Por Ione Almeida (*)


Viver é rasgar-se e remendar-se.” (Guimarães Rosa)


É incrível como um ser, invisível e diminuto, pode ser tão poderoso a ponto de quebrar o mundo, rasgá-lo aos pedacinhos. Quebrar a economia, as relações, as instituições, os governos, países, estados, cidades e vilas. Tudo quebra, para, todos isolados como forma de se precaver: escolas, comércio, indústrias, escritórios, shoppings, museus, enfim, tudo fecha, com exceção de supermercados, padarias, farmácias e serviços essenciais – vitais para a sociedade.

A insegurança se instala principalmente no coração, independente de ser rico ou pobre, jovem ou velho, saudável ou doente. Todos com medo. Medo de morrer, medo de sofrer e, sobretudo, medo do amanhã. O que vai acontecer? Ninguém tem a resposta. Isso é o mais chocante. Fica escancarada a fragilidade humana que, apesar de todo desenvolvimento tecnológico, vê-se nua como o imperador da fábula.

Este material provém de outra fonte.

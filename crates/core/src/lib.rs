//! Mival
//!
//! Domain model for a digital game storefront: catalog items, shopping carts,
//! discount codes, tax rates, payment instruments, orders and per-user game
//! libraries. Nothing in this crate performs I/O; persistence and the checkout
//! workflow live in `mival-app`.

pub mod carts;
pub mod catalog;
pub mod discounts;
pub mod ids;
pub mod library;
pub mod orders;
pub mod payments;
pub mod taxes;
pub mod users;

pub use ids::TypedUuid;
//! Users

pub mod data;
pub mod errors;
mod records;
mod repository;
pub mod service;

pub use errors::UsersServiceError;
pub use service::*;
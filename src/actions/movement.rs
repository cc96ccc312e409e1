//! Movement: position and orientation interpolation.
//!
//! Positions move linearly. Absolute targets are resolved at dispatch time
//! (a reference object's position is read when the action starts) and stored
//! with the per-tick delta; relative moves store the end position and add a
//! constant per-tick offset.
//!
//! Orientations are unit quaternions stored as `orientation.w|x|y|z`.
//!
//! - Absolute rotations ([`Rotation::Axis`] or [`Rotation::Normal`] without
//!   `move_relative`, and [`Rotation::LookAt`]) are computed here with `glam`
//!   and interpolated component-wise along the shorter arc; the sign is chosen
//!   at dispatch.
//! - Relative rotations apply a constant per-tick quaternion `dq` as
//!   `q = dq * q` and snap to `R * q_start` on exit. A relative normal turns
//!   by the arc from +X to `normal`.
//!
//! A relative look-at is rejected: its facing depends on the position reached
//! at run time, which the emitted arithmetic cannot turn into a quaternion.
//!
//! Intermediate orientations of an absolute rotation are not renormalized;
//! hosts normalize before use. Every path ends on an exact snap.

use glam::{DMat3, DQuat, DVec3};

use super::{ActionContext, ActionGenerator};
use crate::emit::keys::{AXES, ORIENTATION, POSITION, QUAT};
use crate::emit::{Block, Expr, Stmt, vector};
use crate::error::{ConfigError, check_finite_vec};
use crate::scene::{ObjectId, Placement, RelativeTo, Rotation};

/// Below this, a look direction counts as parallel to `up`.
const PARALLEL_EPSILON: f64 = 1e-9;

#[derive(Debug, Clone)]
enum Translation {
    None,
    /// `offset`, plus the reference object's position when given.
    Absolute {
        offset: [f64; 3],
        reference: Option<ObjectId>,
    },
    Relative([f64; 3]),
}

#[derive(Debug, Clone)]
enum Turn {
    None,
    Absolute(DQuat),
    Relative { axis: DVec3, angle: f64 },
}

#[derive(Debug, Clone)]
pub struct MoveAction {
    translation: Translation,
    turn: Turn,
}

fn unsupported(context: &str, reason: &str) -> ConfigError {
    ConfigError::Unsupported {
        context: context.to_string(),
        reason: reason.to_string(),
    }
}

fn unit(context: &str, parameter: &'static str, v: [f64; 3]) -> Result<DVec3, ConfigError> {
    let v = DVec3::from(check_finite_vec(context, parameter, v)?);
    if v.length_squared() == 0.0 {
        return Err(ConfigError::ZeroVector {
            context: context.to_string(),
            parameter,
        });
    }
    Ok(v.normalize())
}

/// Orientation whose +Y axis faces from `from` towards `point`, with `up` as
/// the reference up direction.
fn look_rotation(
    context: &str,
    from: [f64; 3],
    point: [f64; 3],
    up: [f64; 3],
) -> Result<DQuat, ConfigError> {
    let point = DVec3::from(check_finite_vec(context, "point", point)?);
    let facing = unit(context, "point", (point - DVec3::from(from)).to_array())?;
    let up = unit(context, "up", up)?;
    let side = facing.cross(up);
    if side.length() < PARALLEL_EPSILON {
        return Err(unsupported(context, "look direction is parallel to up"));
    }
    let side = side.normalize();
    let back = side.cross(facing);
    Ok(DQuat::from_mat3(&DMat3::from_cols(side, facing, back)).normalize())
}

fn quat_components(q: DQuat) -> [f64; 4] {
    [q.w, q.x, q.y, q.z]
}

/// Hamilton product `a * b` over `(w, x, y, z)` expressions.
fn hamilton(a: &[Expr; 4], b: &[Expr; 4]) -> [Expr; 4] {
    let m = |i: usize, j: usize| a[i].clone().mul(b[j].clone());
    [
        m(0, 0).sub(m(1, 1)).sub(m(2, 2)).sub(m(3, 3)),
        m(0, 1).add(m(1, 0)).add(m(2, 3)).sub(m(3, 2)),
        m(0, 2).sub(m(1, 3)).add(m(2, 0)).add(m(3, 1)),
        m(0, 3).add(m(1, 2)).sub(m(2, 1)).add(m(3, 0)),
    ]
}

fn orientation() -> [Expr; 4] {
    ORIENTATION.map(Expr::prop)
}

fn set_orientation(values: [Expr; 4]) -> Block {
    ORIENTATION
        .iter()
        .zip(values)
        .map(|(k, v)| Stmt::set(*k, v))
        .collect()
}

/// Bind the current orientation to locals, then write `rotation * q`.
fn rotate_current(rotation: DQuat) -> Block {
    let locals = QUAT.map(|c| Expr::local(format!("q{c}")));
    let mut block: Block = QUAT
        .iter()
        .zip(ORIENTATION)
        .map(|(c, k)| Stmt::local(format!("q{c}"), Expr::prop(k)))
        .collect();
    let r = quat_components(rotation).map(Expr::num);
    block.extend(set_orientation(hamilton(&r, &locals)));
    block
}

impl MoveAction {
    pub fn new(
        context: &str,
        placement: &Placement,
        move_relative: bool,
    ) -> Result<Self, ConfigError> {
        let translation = match placement.position {
            None => Translation::None,
            Some(p) => {
                let p = check_finite_vec(context, "position", p)?;
                match (&placement.relative_to, move_relative) {
                    (RelativeTo::Center, true) => Translation::Relative(p),
                    (RelativeTo::Object(_), true) => {
                        return Err(unsupported(
                            context,
                            "relative moves take no reference object",
                        ));
                    }
                    (RelativeTo::Center, false) => Translation::Absolute {
                        offset: p,
                        reference: None,
                    },
                    (RelativeTo::Object(id), false) => Translation::Absolute {
                        offset: p,
                        reference: Some(id.clone()),
                    },
                }
            }
        };

        let turn = match &placement.rotation {
            Rotation::None => Turn::None,
            Rotation::Axis { axis, angle } => {
                if !angle.is_finite() {
                    return Err(ConfigError::InvalidParameter {
                        context: context.to_string(),
                        parameter: "angle",
                        value: *angle,
                    });
                }
                let axis = unit(context, "axis", *axis)?;
                let angle = angle.to_radians();
                if move_relative {
                    Turn::Relative { axis, angle }
                } else {
                    Turn::Absolute(DQuat::from_axis_angle(axis, angle))
                }
            }
            Rotation::Normal { normal } => {
                let arc = DQuat::from_rotation_arc(DVec3::X, unit(context, "normal", *normal)?);
                if move_relative {
                    let (axis, angle) = arc.to_axis_angle();
                    Turn::Relative { axis, angle }
                } else {
                    Turn::Absolute(arc)
                }
            }
            Rotation::LookAt { point, up } => {
                if move_relative {
                    return Err(unsupported(context, "look-at rotations cannot be relative"));
                }
                let from = match (&translation, placement.position) {
                    (Translation::Absolute { reference: None, .. }, Some(p)) => p,
                    _ => {
                        return Err(unsupported(
                            context,
                            "look-at needs an absolute position relative to the center",
                        ));
                    }
                };
                Turn::Absolute(look_rotation(context, from, *point, *up)?)
            }
        };

        if matches!((&translation, &turn), (Translation::None, Turn::None)) {
            return Err(unsupported(
                context,
                "movement changes neither position nor rotation",
            ));
        }
        Ok(Self { translation, turn })
    }

    /// Reference object read at dispatch, if any.
    pub fn reference(&self) -> Option<&str> {
        match &self.translation {
            Translation::Absolute {
                reference: Some(id),
                ..
            } => Some(id),
            _ => None,
        }
    }

    /// Absolute target position, as read at dispatch.
    fn absolute_target(offset: [f64; 3], reference: &Option<ObjectId>) -> vector::Vec3Expr {
        match reference {
            None => vector::constant(offset),
            Some(id) => vector::add(vector::position_of(id), vector::constant(offset)),
        }
    }

    fn field(prefix: &str, component: &str) -> String {
        format!("{prefix}{component}")
    }

    fn stored_position(ctx: &ActionContext) -> Block {
        POSITION
            .iter()
            .zip(AXES)
            .map(|(k, c)| Stmt::set(*k, ctx.stored(&Self::field("t", c))))
            .collect()
    }

    fn enter_timed(&self, ctx: &ActionContext) -> Block {
        let mut block = Block::new();
        match &self.translation {
            Translation::None => {}
            Translation::Absolute { offset, reference } => {
                let target = Self::absolute_target(*offset, reference);
                for (c, t) in AXES.iter().zip(target) {
                    block.push(ctx.store(&Self::field("t", c), t));
                }
                for (k, c) in POSITION.iter().zip(AXES) {
                    block.push(ctx.store(
                        &Self::field("d", c),
                        ctx.per_tick(ctx.stored(&Self::field("t", c)), Expr::prop(*k)),
                    ));
                }
            }
            Translation::Relative(offset) => {
                for ((k, c), o) in POSITION.iter().zip(AXES).zip(offset) {
                    block.push(ctx.store(
                        &Self::field("t", c),
                        Expr::prop(*k).add(Expr::num(*o)),
                    ));
                    block.push(ctx.store(&Self::field("d", c), Expr::num(o / ctx.steps())));
                }
            }
        }
        match &self.turn {
            Turn::None => {}
            Turn::Absolute(q) => {
                let target = quat_components(*q);
                let dot = orientation()
                    .into_iter()
                    .zip(target)
                    .map(|(cur, t)| cur.mul(Expr::num(t)))
                    .reduce(Expr::add)
                    .unwrap_or(Expr::num(0.0));
                block.push(Stmt::local(
                    "s",
                    Expr::select(dot.lt(Expr::num(0.0)), Expr::num(-1.0), Expr::num(1.0)),
                ));
                for (c, t) in QUAT.iter().zip(target) {
                    block.push(ctx.store(
                        &Self::field("q", c),
                        Expr::local("s").mul(Expr::num(t)),
                    ));
                }
                for (k, c) in ORIENTATION.iter().zip(QUAT) {
                    block.push(ctx.store(
                        &Self::field("dq", c),
                        ctx.per_tick(ctx.stored(&Self::field("q", c)), Expr::prop(*k)),
                    ));
                }
            }
            Turn::Relative { .. } => {
                for (k, c) in ORIENTATION.iter().zip(QUAT) {
                    block.push(ctx.store(&Self::field("q0", c), Expr::prop(*k)));
                }
            }
        }
        block
    }

    fn enter_instant(&self) -> Block {
        let mut block = Block::new();
        match &self.translation {
            Translation::None => {}
            Translation::Absolute { offset, reference } => {
                let target = Self::absolute_target(*offset, reference);
                for (k, t) in POSITION.iter().zip(target) {
                    block.push(Stmt::set(*k, t));
                }
            }
            Translation::Relative(offset) => {
                for (k, o) in POSITION.iter().zip(offset) {
                    block.push(Stmt::set(*k, Expr::prop(*k).add(Expr::num(*o))));
                }
            }
        }
        match &self.turn {
            Turn::None => {}
            Turn::Absolute(q) => {
                block.extend(set_orientation(quat_components(*q).map(Expr::num)));
            }
            Turn::Relative { axis, angle } => {
                block.extend(rotate_current(DQuat::from_axis_angle(*axis, *angle)));
            }
        }
        block
    }
}

impl ActionGenerator for MoveAction {
    fn emit_enter(&self, ctx: &ActionContext) -> Block {
        if ctx.is_instant() {
            self.enter_instant()
        } else {
            self.enter_timed(ctx)
        }
    }

    fn emit_continue(&self, ctx: &ActionContext) -> Block {
        if ctx.is_instant() {
            return Block::new();
        }
        let mut block = Block::new();
        if !matches!(self.translation, Translation::None) {
            for (k, c) in POSITION.iter().zip(AXES) {
                block.push(Stmt::set(
                    *k,
                    Expr::prop(*k).add(ctx.stored(&Self::field("d", c))),
                ));
            }
        }
        match &self.turn {
            Turn::None => {}
            Turn::Absolute(_) => {
                for (k, c) in ORIENTATION.iter().zip(QUAT) {
                    block.push(Stmt::set(
                        *k,
                        Expr::prop(*k).add(ctx.stored(&Self::field("dq", c))),
                    ));
                }
            }
            Turn::Relative { axis, angle } => {
                let step = DQuat::from_axis_angle(*axis, angle / ctx.steps());
                block.extend(rotate_current(step));
            }
        }
        block
    }

    fn emit_exit(&self, ctx: &ActionContext) -> Block {
        if ctx.is_instant() {
            return Block::new();
        }
        let mut block = Block::new();
        if !matches!(self.translation, Translation::None) {
            block.extend(Self::stored_position(ctx));
        }
        match &self.turn {
            Turn::None => {}
            Turn::Absolute(_) => {
                block.extend(set_orientation(
                    QUAT.map(|c| ctx.stored(&Self::field("q", c))),
                ));
            }
            Turn::Relative { axis, angle } => {
                let r = quat_components(DQuat::from_axis_angle(*axis, *angle)).map(Expr::num);
                let start = QUAT.map(|c| ctx.stored(&Self::field("q0", c)));
                block.extend(set_orientation(hamilton(&r, &start)));
            }
        }
        block
    }
}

Diante da situação, as reações são diversas. Há os que obedecem as orientações da OMS e tomam todas as precauções; e os que continuam a sair, a se divertir e a se aglomerar, em sua grande maioria jovens que se acham invulneráveis; e a miríade de perfis humanos, que na nossa sociedade ocidental é caracteristicamente individualista. Temos os confiantes (comigo, não) e os cristãos que rezam e pedem em suas orações pela cura, pela serenidade no coração e, acima de tudo, pela força e a coragem para os que estão na linha de frente: médicos, enfermeiros e todos que trabalham em hospitais e serviços essenciais.

Com certeza, como tudo na história e na vida, a pandemia vai passar. Quando? Ainda ninguém sabe precisar. Da mesma forma, ninguém sabe dizer o que o vírus deixará como rastro, como aprendizagem, só ouvindo o próprio.

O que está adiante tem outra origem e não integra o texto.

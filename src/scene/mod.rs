//! In-memory scene graph consumed by the compiler.
//!
//! The scene graph is supplied fully built by the document layer (or
//! deserialized from JSON with `serde`). The compiler only reads it.
//!
//! Submodules overview:
//! - [`action`] – behaviors with a duration and a target state
//! - [`trigger`] – conditions sampled every frame, bound to actions
//! - [`timeline`] – actions scheduled at start offsets
//! - [`group`] – named sets of objects used for fan-out
//! - [`index`] – name resolution and reference checks

pub mod action;
pub mod group;
pub mod index;
pub mod timeline;
pub mod trigger;

use serde::{Deserialize, Serialize};

pub use action::{Action, ActionKind, Placement, RelativeTo, Rotation, SoundChange, TimelineChange};
pub use group::Group;
pub use index::SceneIndex;
pub use timeline::{TimedAction, Timeline};
pub use trigger::{Anchor, Condition, LookTarget, Subject, Trigger, VolumeEdge};

/// Identifier of a scene object, unique across the whole scene.
pub type ObjectId = String;

/// Reserved id of the user's viewpoint. The host keeps its bag current.
pub const HEAD: &str = "head";

fn default_true() -> bool {
    true
}

fn identity_orientation() -> [f64; 4] {
    [1.0, 0.0, 0.0, 0.0]
}

/// One object of the scene, with its attached logic.
#[derive(Debug, Clone, PartialEq, Serialize, Deserialize)]
pub struct SceneObject {
    pub id: ObjectId,
    /// Initial position.
    #[serde(default)]
    pub position: [f64; 3],
    /// Initial orientation as a `(w, x, y, z)` quaternion.
    #[serde(default = "identity_orientation")]
    pub orientation: [f64; 4],
    /// Initial visibility.
    #[serde(default = "default_true")]
    pub visible: bool,
    #[serde(default)]
    pub triggers: Vec<Trigger>,
    #[serde(default)]
    pub timelines: Vec<Timeline>,
    /// Link actions, dispatched when the user selects the object.
    #[serde(default)]
    pub actions: Vec<Action>,
    #[serde(default)]
    pub children: Vec<SceneObject>,
}

impl SceneObject {
    pub fn new(id: impl Into<ObjectId>) -> Self {
        Self {
            id: id.into(),
            position: [0.0; 3],
            orientation: identity_orientation(),
            visible: true,
            triggers: Vec::new(),
            timelines: Vec::new(),
            actions: Vec::new(),
            children: Vec::new(),
        }
    }
    pub fn with_position(mut self, position: [f64; 3]) -> Self {
        self.position = position;
        self
    }
    pub fn with_visible(mut self, visible: bool) -> Self {
        self.visible = visible;
        self
    }
    pub fn with_trigger(mut self, trigger: Trigger) -> Self {
        self.triggers.push(trigger);
        self
    }
    pub fn with_timeline(mut self, timeline: Timeline) -> Self {
        self.timelines.push(timeline);
        self
    }
    pub fn with_link_action(mut self, action: Action) -> Self {
        self.actions.push(action);
        self
    }
    pub fn with_child(mut self, child: SceneObject) -> Self {
        self.children.push(child);
        self
    }

    /// Whether the object owns logic that must run every frame.
    pub fn has_logic(&self) -> bool {
        !self.triggers.is_empty() || !self.timelines.is_empty() || !self.actions.is_empty()
    }
}

/// The whole scene graph.
#[derive(Debug, Clone, Default, PartialEq, Serialize, Deserialize)]
pub struct Scene {
    #[serde(default)]
    pub objects: Vec<SceneObject>,
    #[serde(default)]
    pub groups: Vec<Group>,
}

impl Scene {
    pub fn new() -> Self {
        Self::default()
    }
    pub fn with_object(mut self, object: SceneObject) -> Self {
        self.objects.push(object);
        self
    }
    pub fn with_group(mut self, group: Group) -> Self {
        self.groups.push(group);
        self
    }

    /// All objects in depth-first pre-order.
    pub fn walk(&self) -> Vec<&SceneObject> {
        fn visit<'a>(object: &'a SceneObject, out: &mut Vec<&'a SceneObject>) {
            out.push(object);
            for child in &object.children {
                visit(child, out);
            }
        }
        let mut out = Vec::new();
        for object in &self.objects {
            visit(object, &mut out);
        }
        out
    }

    /// Parse a scene from a JSON document.
    pub fn from_json(text: &str) -> Result<Self, String> {
        serde_json::from_str(text).map_err(|e| format!("Failed to parse scene: {e}"))
    }
}

#[cfg(test)]
mod tests {
    use super::*;

    #[test]
    fn test_walk_is_depth_first_preorder() {
        let scene = Scene::new()
            .with_object(
                SceneObject::new("a")
                    .with_child(SceneObject::new("a1").with_child(SceneObject::new("a1x")))
                    .with_child(SceneObject::new("a2")),
            )
            .with_object(SceneObject::new("b"));
        let ids: Vec<&str> = scene.walk().iter().map(|o| o.id.as_str()).collect();
        assert_eq!(ids, vec!["a", "a1", "a1x", "a2", "b"]);
    }

    #[test]
    fn test_object_defaults_from_json() {
        let scene = Scene::from_json(r#"{ "objects": [ { "id": "lamp" } ] }"#).unwrap();
        let lamp = &scene.objects[0];
        assert!(lamp.visible);
        assert_eq!(lamp.orientation, [1.0, 0.0, 0.0, 0.0]);
        assert_eq!(lamp.position, [0.0; 3]);
        assert!(!lamp.has_logic());
    }

    #[test]
    fn test_scene_from_json_with_logic() {
        let text = r#"{
            "objects": [{
                "id": "door",
                "visible": false,
                "triggers": [{
                    "name": "near",
                    "epsilon": 0.01,
                    "condition": {
                        "kind": "proximity",
                        "subject": "head",
                        "anchor": { "point": [0, 0, 0] },
                        "distance": 2.0
                    },
                    "actions": [ { "kind": "visibility", "visible": true, "duration": 1.0 } ]
                }]
            }]
        }"#;
        let scene = Scene::from_json(text).unwrap();
        let door = &scene.objects[0];
        assert!(!door.visible);
        assert!(door.has_logic());
        let trigger = &door.triggers[0];
        assert!(trigger.enabled);
        assert!(!trigger.remain);
        assert!(matches!(trigger.condition, Condition::Proximity { .. }));
        assert!(matches!(
            trigger.actions[0].kind,
            ActionKind::Visibility { visible: true }
        ));
    }

    #[test]
    fn test_bad_json_is_reported() {
        assert!(Scene::from_json("{ not json").is_err());
    }
}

A quarentena faz as pessoas vivenciarem muitas coisas simples, mas que não faziam parte do seu dia a dia. Mães que nunca cozinharam, lavaram ou passaram têm, nesse momento, que se virar para dar conta de tudo isso, uma vez que estão em casa com seus filhos e sem suas ajudantes. E muitas, certamente, levaram trabalho da empresa para casa em regime de home office. A dupla jornada passa a ser tripla e até quadrupla. Famílias presas em casa sem poder visitar parentes e amigos descobrem novos programas para reuniões online, desenvolvem novas habilidades. A internet é a janela para o mundo. E por ela entram as notícias que a mídia rola e dança para produzir. E vem em cascata. É tanta história, tantas mensagens via aplicativos que as pessoas ficam mais doentes com as notícias do que com o vírus, pânico, ansiedade, depressão.

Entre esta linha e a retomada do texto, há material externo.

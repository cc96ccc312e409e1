//! Trigger enable/disable.

use super::{ActionContext, ActionGenerator};
use crate::emit::keys::trigger_field;
use crate::emit::{Block, Expr, Stmt};

/// `trig.<name>.state` once a toggle has run.
pub const STATE_ENABLED: f64 = 1.0;
pub const STATE_DISABLED: f64 = 2.0;

#[derive(Debug, Clone)]
pub struct ToggleAction {
    trigger: String,
    enabled: bool,
}

impl ToggleAction {
    pub fn new(trigger: &str, enabled: bool) -> Self {
        Self {
            trigger: trigger.to_string(),
            enabled,
        }
    }
}

impl ActionGenerator for ToggleAction {
    fn emit_enter(&self, _ctx: &ActionContext) -> Block {
        let state = if self.enabled {
            STATE_ENABLED
        } else {
            STATE_DISABLED
        };
        vec![Stmt::set(
            trigger_field(&self.trigger, "state"),
            Expr::num(state),
        )]
        .into()
    }

    fn emit_continue(&self, _ctx: &ActionContext) -> Block {
        Block::new()
    }

    fn emit_exit(&self, _ctx: &ActionContext) -> Block {
        Block::new()
    }
}

#[cfg(test)]
mod tests {
    use super::*;
    use crate::emit::ActionKey;

    #[test]
    fn test_toggle_writes_state() {
        let ctx = ActionContext::new(ActionKey::new(0), 0.0, 60.0);
        let set = ToggleAction::new("near", false).fragments(&ctx);
        assert_eq!(
            set.enter.stmts(),
            &[Stmt::set("trig.near.state", Expr::num(STATE_DISABLED))]
        );
        assert!(set.continue_.is_empty());
        assert!(set.exit.is_empty());
    }
}
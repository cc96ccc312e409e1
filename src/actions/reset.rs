//! Reset to the first-frame snapshot.
//!
//! Each target captures `alpha`, `visible`, position and orientation under
//! `reset.<key>` during its first-frame setup. A reset interpolates every
//! captured channel back to its snapshot and snaps on exit.
//!
//! A reset dispatched before its target's setup ran (`__init` unset) captures
//! first, so it holds the current values instead of restoring zeros. An
//! all-zero orientation is captured as identity.

use super::{ActionContext, ActionGenerator};
use crate::emit::keys::{self, ALPHA, INIT, VISIBLE};
use crate::emit::{Block, Expr, Stmt};

#[derive(Debug, Clone)]
pub struct ResetAction;

impl ResetAction {
    /// Channels interpolated towards the snapshot.
    fn channels() -> impl Iterator<Item = &'static str> {
        std::iter::once(ALPHA)
            .chain(keys::POSITION)
            .chain(keys::ORIENTATION)
    }

    fn delta_field(channel: &str) -> String {
        format!("d.{channel}")
    }

    /// Snapshot every channel; a degenerate orientation becomes identity.
    fn capture() -> Block {
        let mut block: Block = Self::channels()
            .chain(std::iter::once(VISIBLE))
            .map(|k| Stmt::set(keys::captured(k), Expr::prop(k)))
            .collect();
        let degenerate = keys::ORIENTATION
            .iter()
            .map(|k| Expr::prop(keys::captured(k)).equals(Expr::num(0.0)))
            .reduce(Expr::and)
            .unwrap_or(Expr::num(0.0));
        let [w, ..] = keys::ORIENTATION;
        block.push(Stmt::when(
            degenerate,
            vec![Stmt::set(keys::captured(w), Expr::num(1.0))].into(),
        ));
        block
    }

    /// Capture now if the target's first-frame setup has not run yet.
    fn capture_if_uninitialized() -> Stmt {
        Stmt::when(Expr::prop(INIT).equals(Expr::num(0.0)), Self::capture())
    }

    fn snap() -> Block {
        Self::channels()
            .chain(std::iter::once(VISIBLE))
            .map(|k| Stmt::set(k, Expr::prop(keys::captured(k))))
            .collect()
    }
}

impl ActionGenerator for ResetAction {
    fn emit_setup(&self) -> Block {
        Self::capture()
    }

    fn emit_enter(&self, ctx: &ActionContext) -> Block {
        let mut block: Block = vec![Self::capture_if_uninitialized()].into();
        if ctx.is_instant() {
            block.extend(Self::snap());
            return block;
        }
        // Visible while fading back, whichever way the snapshot points.
        block.push(Stmt::set(
            VISIBLE,
            Expr::prop(VISIBLE)
                .is_set()
                .or(Expr::prop(keys::captured(VISIBLE)).is_set())
                .flag(),
        ));
        for k in Self::channels() {
            block.push(ctx.store(
                &Self::delta_field(k),
                ctx.per_tick(Expr::prop(keys::captured(k)), Expr::prop(k)),
            ));
        }
        block
    }

    fn emit_continue(&self, ctx: &ActionContext) -> Block {
        if ctx.is_instant() {
            return Block::new();
        }
        Self::channels()
            .map(|k| Stmt::set(k, Expr::prop(k).add(ctx.stored(&Self::delta_field(k)))))
            .collect()
    }

    fn emit_exit(&self, ctx: &ActionContext) -> Block {
        if ctx.is_instant() {
            return Block::new();
        }
        Self::snap()
    }
}

#[cfg(test)]
mod tests {
    use super::*;
    use crate::emit::ActionKey;
    use crate::host::interpreter::{MemoryBags, run_block};

    fn run(ctx: &ActionContext, bags: &mut MemoryBags) {
        let set = ResetAction.fragments(ctx);
        run_block(bags, "box", &set.enter);
        for _ in 0..ctx.ticks() {
            run_block(bags, "box", &set.continue_);
        }
        run_block(bags, "box", &set.exit);
    }

    // ==================== SNAPSHOT TESTS ====================

    #[test]
    fn test_setup_captures_every_channel() {
        let setup = ResetAction.emit_setup();
        // nine channels plus the identity fallback
        assert_eq!(setup.stmts().len(), 10);
        assert!(
            setup
                .stmts()
                .contains(&Stmt::set("reset.position.y", Expr::prop("position.y")))
        );
        assert!(
            setup
                .stmts()
                .contains(&Stmt::set("reset.visible", Expr::prop("visible")))
        );
    }

    #[test]
    fn test_setup_turns_zero_orientation_into_identity() {
        let mut bags = MemoryBags::default();
        run_block(&mut bags, "box", &ResetAction.emit_setup());
        assert_eq!(bags.get("box", "reset.orientation.w"), 1.0);

        let mut bags = MemoryBags::default();
        bags.set("box", "orientation.y", -1.0);
        run_block(&mut bags, "box", &ResetAction.emit_setup());
        assert_eq!(bags.get("box", "reset.orientation.w"), 0.0);
        assert_eq!(bags.get("box", "reset.orientation.y"), -1.0);
    }

    // ==================== RESET TESTS ====================

    #[test]
    fn test_reset_before_setup_keeps_current_values() {
        for duration in [0.0, 0.5] {
            let mut bags = MemoryBags::default();
            bags.set("box", "position.x", 3.0);
            bags.set("box", "alpha", 0.5);
            bags.set("box", "visible", 1.0);
            run(&ActionContext::new(ActionKey::new(0), duration, 10.0), &mut bags);
            assert_eq!(bags.get("box", "position.x"), 3.0, "{duration}s");
            assert_eq!(bags.get("box", "alpha"), 0.5, "{duration}s");
            assert_eq!(bags.get("box", "visible"), 1.0, "{duration}s");
            assert_eq!(bags.get("box", "orientation.w"), 1.0, "{duration}s");
            assert_eq!(bags.get("box", "orientation.x"), 0.0, "{duration}s");
        }
    }

    #[test]
    fn test_reset_after_setup_restores_snapshot() {
        let mut bags = MemoryBags::default();
        bags.set("box", "position.x", 3.0);
        bags.set("box", "orientation.w", 1.0);
        run_block(&mut bags, "box", &ResetAction.emit_setup());
        bags.set("box", INIT, 1.0);
        bags.set("box", "position.x", 8.0);
        run(&ActionContext::new(ActionKey::new(0), 0.3, 10.0), &mut bags);
        assert_eq!(bags.get("box", "position.x"), 3.0);
        assert_eq!(bags.get("box", "reset.position.x"), 3.0);
    }

    #[test]
    fn test_instant_reset_snaps() {
        let ctx = ActionContext::new(ActionKey::new(4), 0.0, 30.0);
        let set = ResetAction.fragments(&ctx);
        assert!(
            set.enter
                .stmts()
                .contains(&Stmt::set("orientation.w", Expr::prop("reset.orientation.w")))
        );
        assert!(set.continue_.is_empty());
        assert!(set.exit.is_empty());
    }

    #[test]
    fn test_timed_reset_stores_deltas() {
        let ctx = ActionContext::new(ActionKey::new(4), 1.0, 30.0);
        let set = ResetAction.fragments(&ctx);
        assert!(set.enter.stmts().contains(&Stmt::set(
            "act.4.d.alpha",
            Expr::prop("reset.alpha")
                .sub(Expr::prop("alpha"))
                .div(Expr::num(30.0))
        )));
        assert_eq!(set.continue_.stmts().len(), 8);
        assert_eq!(set.exit.stmts().len(), 9);
    }
}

É melhor ouvirmos o Coronavírus: Desculpem, mas vim mesmo para bagunçar, para que todos reflitam sobre suas vidas e, sobretudo, seus valores. Mas não se preocupem, já vou embora, com certeza serei combatido por algum medicamento, alguma vacina, não me iludo, mas até lá o estrago está feito. Paciência, é a vida, aprende-se pelo amor ou pela dor, neste momento vocês aprendem pela dor, antes tarde do que nunca, pois já é tempo de vocês tomarem consciência do que fazem com a natureza e com seus irmãos, ou não? A escalada do consumo que gira em torno só dos lucros precisa mudar. Não sou contra o crescimento, a evolução, a indústria e o comércio necessário para qualquer sociedade, o que não gosto é de ver todo esse egoísmo exacerbado, a ânsia do lucro a qualquer preço, a concentração de poder e riqueza na mão de poucos enquanto a maioria sofre sem o mínimo para subsistir. Não tenho ideologia alguma, é bom que se diga, não sou vermelho, azul ou muito menos verde e amarelo, só espero que aproveitem esta parada e reflitam sobre um futuro mais humano, uma vida com equilíbrio, sei que é devastador o que faço, mas necessário para que façam uma pausa. Não vejo outra maneira de fazê-los mudar sem um tratamento de choque, sem quebrar o mundo que vocês construíram. No fim, serei vencido, aliás, conto com isso e espero que seja breve, mas o que mais espero é que vocês mudem, encontrem outros valores na hora de reconstruir suas vidas: que os políticos revejam suas práticas; que Deus esteja mais presente no coração de todos; que a humanidade seja, pasmem, mais humana; que tudo pelo qual estão passando não seja em vão. Não vejo a hora da minha morte, pois espero morrer feliz na certeza que vocês estarão honrando, com suas novas vidas, todas as mortes findas.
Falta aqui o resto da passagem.